An old Windows myth looks to (finally) become reality in Windows 8

For the better part of my adult life, I’ve been dealing with the myth that if there were certain settings that could speed up Windows, Microsoft would make those settings the default for the operating system. The pundits who perpetuate this myth have their reasons for doing so, but that didn’t make them true.

Now, the difference is harder to notice today than it was when I started my career. There are things I can do to make Windows 7 run better on my 4-core, 3.1 GHz AMD64 box with 8 GB of RAM and a 100 GB SSD. But I won’t notice the cumulative effects of a few 5% improvements on that box. Not the way I did on 50 MHz 80486-based PCs in 1997.

Microsoft’s philosophy for 22 years, from Windows 1.0 in 1985 to Windows Vista in 2007, was to write the software, and if it takes a few years for the hardware to catch up with it, so be it. Windows 7 changed that–for the first time, the actual requirements for running a new version of Windows went down–and, with Windows 8, it looks like CPU requirements will hold steady, and memory usage will actually go down.

The big reason driving this is power requirements. People want longer battery life in their laptops, and they don’t want their desktop PCs to consume as much power as their refrigerator. As a result, today it’s easier to find out the wattage a CPU runs at than its clock speed.

And Microsoft realized that if they can reduce Windows 8’s memory usage, systems will become more power-efficient. Systems can ship with less memory, which saves power, or they can cache more aggressively and use the disk less, which saves power. Or to a certain degree, a combination of the two.

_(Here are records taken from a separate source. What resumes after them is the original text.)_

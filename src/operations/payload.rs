//! Request payload construction and response extraction.

use base64::engine::general_purpose::STANDARD;
use base64::Engine;
use serde_json::Value;
use tracing::warn;

use crate::errors::{GatewayError, GatewayResult};
use crate::transport::HttpResponse;
use crate::types::{ChatRequestBody, ContentPart, InputAudio, JsonObject, Message};

/// Builds a single-turn payload: a system message, then one audio part.
pub fn audio_payload(system_prompt: &str, wav: &[u8]) -> ChatRequestBody {
    let audio = ContentPart::input_audio(InputAudio::wav(STANDARD.encode(wav)));
    ChatRequestBody::new(vec![
        Message::system(system_prompt),
        Message::user(vec![audio]),
    ])
}

/// Joins an analysis prefix and instruction into one system prompt.
pub fn analyze_prompt(prefix: &str, instruction: &str) -> String {
    if prefix.is_empty() {
        instruction.to_string()
    } else {
        format!("{}\n{}", prefix, instruction)
    }
}

/// Builds a chat payload from caller messages and extra parameters.
///
/// A `messages` key in `extra` is dropped so the caller's messages win.
pub fn chat_payload(messages: Vec<Message>, mut extra: JsonObject) -> ChatRequestBody {
    if extra.remove("messages").is_some() {
        warn!("Ignoring 'messages' passed as an extra parameter");
    }
    let mut body = ChatRequestBody::new(messages);
    body.extra = extra;
    body
}

/// Serializes a payload for the forwarder.
pub fn encode(body: &ChatRequestBody) -> GatewayResult<bytes::Bytes> {
    serde_json::to_vec(body)
        .map(bytes::Bytes::from)
        .map_err(|e| GatewayError::invalid_request(format!("Failed to encode request: {}", e)))
}

/// Turns a non-2xx response into [`GatewayError::UpstreamStatus`].
pub fn ensure_success(upstream: &str, response: &HttpResponse) -> GatewayResult<()> {
    if response.is_success() {
        return Ok(());
    }
    Err(GatewayError::UpstreamStatus {
        upstream: upstream.to_string(),
        status: response.status,
        body: String::from_utf8_lossy(&response.body).into_owned(),
    })
}

/// Decodes a successful response as a JSON object.
pub fn json_object(upstream: &str, response: &HttpResponse) -> GatewayResult<JsonObject> {
    ensure_success(upstream, response)?;
    match decode(response)? {
        Value::Object(object) => Ok(object),
        other => Err(GatewayError::invalid_request(format!(
            "Upstream returned JSON {} instead of an object",
            json_type(&other)
        ))),
    }
}

/// Extracts `choices[0].message.content` from a successful response.
pub fn message_content(upstream: &str, response: &HttpResponse) -> GatewayResult<String> {
    ensure_success(upstream, response)?;
    let value = decode(response)?;
    match value.pointer("/choices/0/message/content") {
        Some(Value::String(content)) => Ok(content.clone()),
        Some(other) => Err(GatewayError::invalid_request(format!(
            "choices[0].message.content is {}, expected a string",
            json_type(other)
        ))),
        None => Err(GatewayError::invalid_request(
            "Upstream response has no choices[0].message.content",
        )),
    }
}

fn decode(response: &HttpResponse) -> GatewayResult<Value> {
    response.json().map_err(|e| {
        GatewayError::invalid_request(format!("Upstream returned a non-JSON body: {}", e))
    })
}

fn json_type(value: &Value) -> &'static str {
    match value {
        Value::Null => "null",
        Value::Bool(_) => "a boolean",
        Value::Number(_) => "a number",
        Value::String(_) => "a string",
        Value::Array(_) => "an array",
        Value::Object(_) => "an object",
    }
}
//! Audio normalization.
//!
//! Converts arbitrary audio bytes into canonical WAV (fixed sample rate and
//! channel count, optional loudness normalization) by running an external
//! transcoder. Every call works in its own scratch directory, which is removed
//! when the call ends, including when the calling future is dropped.

mod transcoder;

pub use transcoder::{build_args, resolve_binary, TranscodeSettings};

use std::path::PathBuf;

use bytes::Bytes;
use tracing::{debug, instrument};

use crate::config::GatewayConfig;
use crate::errors::{AudioErrorKind, GatewayError, GatewayResult};

/// Prefix of per-call scratch directories.
const SCRATCH_PREFIX: &str = "gateway_audio_";

/// Normalizes audio for embedding in an upstream request.
#[derive(Debug, Clone)]
pub struct AudioNormalizer {
    enabled: bool,
    max_upload_bytes: usize,
    scratch_dir: Option<PathBuf>,
    settings: TranscodeSettings,
}

impl AudioNormalizer {
    /// Creates a normalizer from the configuration.
    pub fn new(config: &GatewayConfig) -> Self {
        Self {
            enabled: config.audio_preprocess_enabled(),
            max_upload_bytes: config.audio_max_upload_bytes(),
            scratch_dir: config.scratch_dir().map(PathBuf::from),
            settings: TranscodeSettings::from_config(config),
        }
    }

    /// Normalizes `audio`.
    ///
    /// Oversized input is rejected before anything else happens. With
    /// preprocessing disabled the input is returned unchanged, so callers
    /// cannot assume a WAV container in that mode.
    #[instrument(skip(self, audio), fields(bytes = audio.len(), enabled = self.enabled))]
    pub async fn normalize(&self, audio: Bytes) -> GatewayResult<Bytes> {
        if audio.len() > self.max_upload_bytes {
            return Err(GatewayError::audio(
                AudioErrorKind::TooLarge,
                format!(
                    "Audio is {} bytes, limit is {} bytes",
                    audio.len(),
                    self.max_upload_bytes
                ),
            ));
        }

        if !self.enabled {
            return Ok(audio);
        }

        // Fail before touching the filesystem when the binary is absent.
        if resolve_binary(&self.settings.bin).is_none() {
            return Err(GatewayError::audio(
                AudioErrorKind::BinaryMissing,
                format!(
                    "Transcoder binary not found: {}. Install ffmpeg or set FFMPEG_BIN",
                    self.settings.bin.display()
                ),
            ));
        }

        let scratch = self.scratch()?;
        let input = scratch.path().join("input");
        let output = scratch.path().join("output.wav");

        tokio::fs::write(&input, &audio).await.map_err(|e| {
            GatewayError::audio(AudioErrorKind::Io, format!("Failed to write scratch input: {}", e))
        })?;

        transcoder::run(&self.settings, &input, &output).await?;

        let wav = tokio::fs::read(&output).await.map_err(|e| {
            if e.kind() == std::io::ErrorKind::NotFound {
                GatewayError::audio(
                    AudioErrorKind::TranscodeFailed,
                    "Transcoder exited successfully but produced no output",
                )
            } else {
                GatewayError::audio(AudioErrorKind::Io, format!("Failed to read output: {}", e))
            }
        })?;

        debug!(input_bytes = audio.len(), output_bytes = wav.len(), "Audio normalized");
        Ok(Bytes::from(wav))
    }

    fn scratch(&self) -> GatewayResult<tempfile::TempDir> {
        let mut builder = tempfile::Builder::new();
        builder.prefix(SCRATCH_PREFIX);
        let created = match &self.scratch_dir {
            Some(root) => builder.tempdir_in(root),
            None => builder.tempdir(),
        };
        created.map_err(|e| {
            GatewayError::audio(AudioErrorKind::Io, format!("Failed to create scratch directory: {}", e))
        })
    }
}

/// Normalizes `audio` with the settings in `config`.
pub async fn normalize(audio: Bytes, config: &GatewayConfig) -> GatewayResult<Bytes> {
    AudioNormalizer::new(config).normalize(audio).await
}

A screenshot in the blog entry linked above shows Windows 8 using 12 percent less memory than Windows 7 running under the same conditions. On a 64-bit desktop PC, that 128 or so megabytes of RAM is negligible, but on an ARM-based tablet or netbook, which may not even be expandable, that 128 MB could be the difference between a tolerable user experience and an intolerable one, as we learned from the experience of half-gig Vista laptops.

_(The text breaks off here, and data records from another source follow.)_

//! Graph data shared by the store, the controller and the renderer.

use std::collections::HashMap;

use serde_json::{Map, Value};

use super::error::LoadError;

/// Stable node identifier as it appears in the dataset.
pub type NodeId = String;

/// A point in graph (world) space.
#[derive(Clone, Copy, Debug, Default, PartialEq)]
pub struct Position {
	/// Horizontal coordinate.
	pub x: f64,
	/// Vertical coordinate.
	pub y: f64,
}

impl Position {
	/// Point at `(x, y)`.
	pub fn new(x: f64, y: f64) -> Self {
		Self { x, y }
	}

	/// This point moved by `(dx, dy)`.
	pub fn offset(self, dx: f64, dy: f64) -> Self {
		Self {
			x: self.x + dx,
			y: self.y + dy,
		}
	}
}

/// Node attributes after load-time validation. `url` is only present when the
/// dataset carried a non-empty string for it.
#[derive(Clone, Debug, Default, PartialEq)]
pub struct NodeAttributes {
	/// Display name.
	pub name: String,
	/// External page for the node.
	pub url: Option<String>,
	/// Every other attribute, untouched.
	pub extra: Map<String, Value>,
}

/// A dataset entity.
#[derive(Clone, Debug, PartialEq)]
pub struct Node {
	/// Unique id.
	pub id: NodeId,
	/// Category tags; the first one drives styling and root selection.
	pub labels: Vec<String>,
	/// Validated attributes.
	pub attributes: NodeAttributes,
}

impl Node {
	/// Category used for styling.
	pub fn primary_label(&self) -> Option<&str> {
		self.labels.first().map(String::as_str)
	}

	/// Display name.
	pub fn name(&self) -> &str {
		&self.attributes.name
	}

	/// External link, when the node has one.
	pub fn url(&self) -> Option<&str> {
		self.attributes.url.as_deref()
	}
}

/// A directed relationship between two nodes.
#[derive(Clone, Debug, PartialEq)]
pub struct Edge {
	/// Id of the origin node.
	pub source: NodeId,
	/// Id of the node pointed at.
	pub target: NodeId,
	/// Relationship type.
	pub label: String,
	/// Free-form edge attributes.
	pub attributes: Map<String, Value>,
}

/// The complete dataset. Immutable once built; lookups are indexed by id and
/// outgoing edges keep dataset order.
#[derive(Clone, Debug, Default)]
pub struct FullGraph {
	nodes: Vec<Node>,
	edges: Vec<Edge>,
	by_id: HashMap<NodeId, usize>,
	outgoing: HashMap<NodeId, Vec<usize>>,
}

impl FullGraph {
	/// Indexes the dataset. Fails on duplicate node ids.
	pub fn new(nodes: Vec<Node>, edges: Vec<Edge>) -> Result<Self, LoadError> {
		let mut by_id = HashMap::with_capacity(nodes.len());
		for (i, node) in nodes.iter().enumerate() {
			if by_id.insert(node.id.clone(), i).is_some() {
				return Err(LoadError::Invalid(format!("duplicate node id {:?}", node.id)));
			}
		}

		let mut outgoing: HashMap<NodeId, Vec<usize>> = HashMap::new();
		for (i, edge) in edges.iter().enumerate() {
			outgoing.entry(edge.source.clone()).or_default().push(i);
		}

		Ok(Self {
			nodes,
			edges,
			by_id,
			outgoing,
		})
	}

	/// All nodes in dataset order.
	pub fn nodes(&self) -> &[Node] {
		&self.nodes
	}

	/// All edges in dataset order.
	pub fn edges(&self) -> &[Edge] {
		&self.edges
	}

	/// Node with this id.
	pub fn node(&self, id: &str) -> Option<&Node> {
		self.by_id.get(id).map(|&i| &self.nodes[i])
	}

	/// Whether a node has this id.
	pub fn contains(&self, id: &str) -> bool {
		self.by_id.contains_key(id)
	}

	/// Edges whose source is `id`, in dataset order.
	pub fn outgoing(&self, id: &str) -> impl Iterator<Item = &Edge> + '_ {
		self.outgoing
			.get(id)
			.into_iter()
			.flatten()
			.map(|&i| &self.edges[i])
	}

	/// Whether `id` is the source of any edge.
	pub fn has_outgoing(&self, id: &str) -> bool {
		self.outgoing.get(id).is_some_and(|edges| !edges.is_empty())
	}

	/// Edges pointing at ids that do not exist in the node set.
	pub fn dangling_edges(&self) -> impl Iterator<Item = &Edge> + '_ {
		self.edges
			.iter()
			.filter(|e| !self.contains(&e.source) || !self.contains(&e.target))
	}
}

#[cfg(test)]
pub(crate) mod fixtures {
	use super::*;

	pub fn node(id: &str, label: &str) -> Node {
		Node {
			id: id.into(),
			labels: vec![label.into()],
			attributes: NodeAttributes {
				name: format!("Node {id}"),
				..Default::default()
			},
		}
	}

	pub fn edge(source: &str, target: &str) -> Edge {
		Edge {
			source: source.into(),
			target: target.into(),
			label: "child".into(),
			attributes: Map::new(),
		}
	}

	/// Root `R` labelled `HIMO`, everything else `Fonds`.
	pub fn graph(ids: &[&str], edges: &[(&str, &str)]) -> FullGraph {
		let nodes = ids
			.iter()
			.map(|&id| node(id, if id == "R" { "HIMO" } else { "Fonds" }))
			.collect();
		let edges = edges.iter().map(|&(s, t)| edge(s, t)).collect();
		FullGraph::new(nodes, edges).expect("fixture graph")
	}
}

Some of the change is architectural. Some is from running services just on demand, rather than all of the time. Windows 8 also introduces memory combining; storing just one copy of duplicate data in memory, to free up dozens or hundreds of megabytes.

Although I’m still skeptical of some of the changes Windows 8 is introducing on the user-interface side, it looks like there’s a lot of good stuff going on below the surface, in the nuts and bolts. And user interfaces are changeable, anyway. If Metro gets in my way too much, I’ll just go back to launching everything from a command line.